Penulisan HUT Kemerdekaan RI 2015 yang Benar

Penulisan HUT Kemerdekaan RI 2015 yang Benar

Logo HUT ke-70 RI 2015SEKADAR update posting lama tentang Penulisan Hari Ulang Tahun (HUT) yang Benar, mengingat 17 Agustus 2015 bangsa Indonesia merayakan atau memperingati HUT ke-70 Kemerdekaan Republik Indonesia.

Logo resmi HUT ke-70 RI bahkan sudah dirilis sejak Maret 2015 dan sudah bisa diunduh. (Download Logo Resmi HUT ke-70 RI).

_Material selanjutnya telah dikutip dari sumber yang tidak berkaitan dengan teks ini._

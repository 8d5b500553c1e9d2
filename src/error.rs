use thiserror::Error;

use crate::construct::EntityKind;
use crate::formatter::functions::FunctionError;

#[derive(Error, Debug)]
pub enum CatalogError {
    #[error("Config error: {0}")]
    Config(String),
    #[error("Persistence error: {0}")]
    Persistence(String),
    #[error("Store version {found} is newer than the supported version {supported}")]
    SchemaVersion { found: u32, supported: u32 },

    // template language
    #[error("Lexical error at offset {offset}: {message}")]
    Lexical { message: String, offset: usize },
    #[error("Syntax error at offset {offset}: {message}")]
    Syntax { message: String, offset: usize },
    #[error("Unresolved variable '{name}'")]
    UnresolvedVariable { name: String },
    #[error("Unknown function '{name}'")]
    UnknownFunction { name: String },
    #[error("Error calling '{function}'{}: {source}", .variable.as_ref().map(|v| format!(" on variable '{v}'")).unwrap_or_default())]
    Evaluation {
        function: String,
        variable: Option<String>,
        #[source]
        source: FunctionError,
    },

    // entity store
    #[error("Invalid value for {kind}.{property}: {message}")]
    Validation {
        kind: EntityKind,
        property: String,
        message: String,
    },
    #[error("{kind} '{uuid}' does not exist")]
    NotFound { kind: EntityKind, uuid: String },
    #[error("Duplicate {kind}: {message}")]
    Duplicate { kind: EntityKind, message: String },
    #[error("Integrity violation on {kind}: {message}")]
    Integrity { kind: EntityKind, message: String },
    #[error("Unknown property '{property}' for {kind}")]
    UnknownProperty { kind: EntityKind, property: String },
    #[error("Criteria error: {0}")]
    Criteria(String),
}

pub type Result<T> = std::result::Result<T, CatalogError>;

impl CatalogError {
    pub(crate) fn validation(kind: EntityKind, property: &str, message: impl Into<String>) -> Self {
        Self::Validation {
            kind,
            property: property.to_string(),
            message: message.into(),
        }
    }
    pub(crate) fn not_found(kind: EntityKind, uuid: impl Into<String>) -> Self {
        Self::NotFound {
            kind,
            uuid: uuid.into(),
        }
    }
    pub(crate) fn integrity(kind: EntityKind, message: impl Into<String>) -> Self {
        Self::Integrity {
            kind,
            message: message.into(),
        }
    }
    pub(crate) fn duplicate(kind: EntityKind, message: impl Into<String>) -> Self {
        Self::Duplicate {
            kind,
            message: message.into(),
        }
    }
    /// True for errors raised by a malformed template rather than by evaluation.
    pub fn is_template_syntax(&self) -> bool {
        matches!(self, Self::Lexical { .. } | Self::Syntax { .. })
    }
}

// Helper conversions
impl From<rusqlite::Error> for CatalogError {
    fn from(e: rusqlite::Error) -> Self {
        Self::Persistence(e.to_string())
    }
}
impl From<config::ConfigError> for CatalogError {
    fn from(e: config::ConfigError) -> Self {
        Self::Config(e.to_string())
    }
}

Yang saya maksud dengan “Penulisan HUT Kemerdekaan RI 2015 yang Benar” adalah penulisan HUT RI tahun 2015 yakni HUT Ke-70 RI, bukan “HUT RI ke-70”, bukan pula “HUT Kemerdekaan RI yang ke-70”.

Argumennya “sederhana” saja: Negara Kesatuan Republik Indonesia (NKRI) cuma ada satu, gak sampai 70 negara!

Proklamasi Kemerdekaan RI juga hanya sekali, hanya satu, yaitu tanggal 17 Agustus 2017, gak sampai 70 kali!

Kalau peringatan atau perayaannya baru lebih dari satu, yakni yang pertama, kedua, hingga ke-70 kali tahun ini (2015). Maka, penulisan HUT RI yang benar adalah HUT ke-70 RI atau HUT ke-70 Kemerdekaan RI.

“Standar kebenaran”-nya adalah tata bahasa Indonesia dan “logika”. Sah ‘kan? Sah…..!!!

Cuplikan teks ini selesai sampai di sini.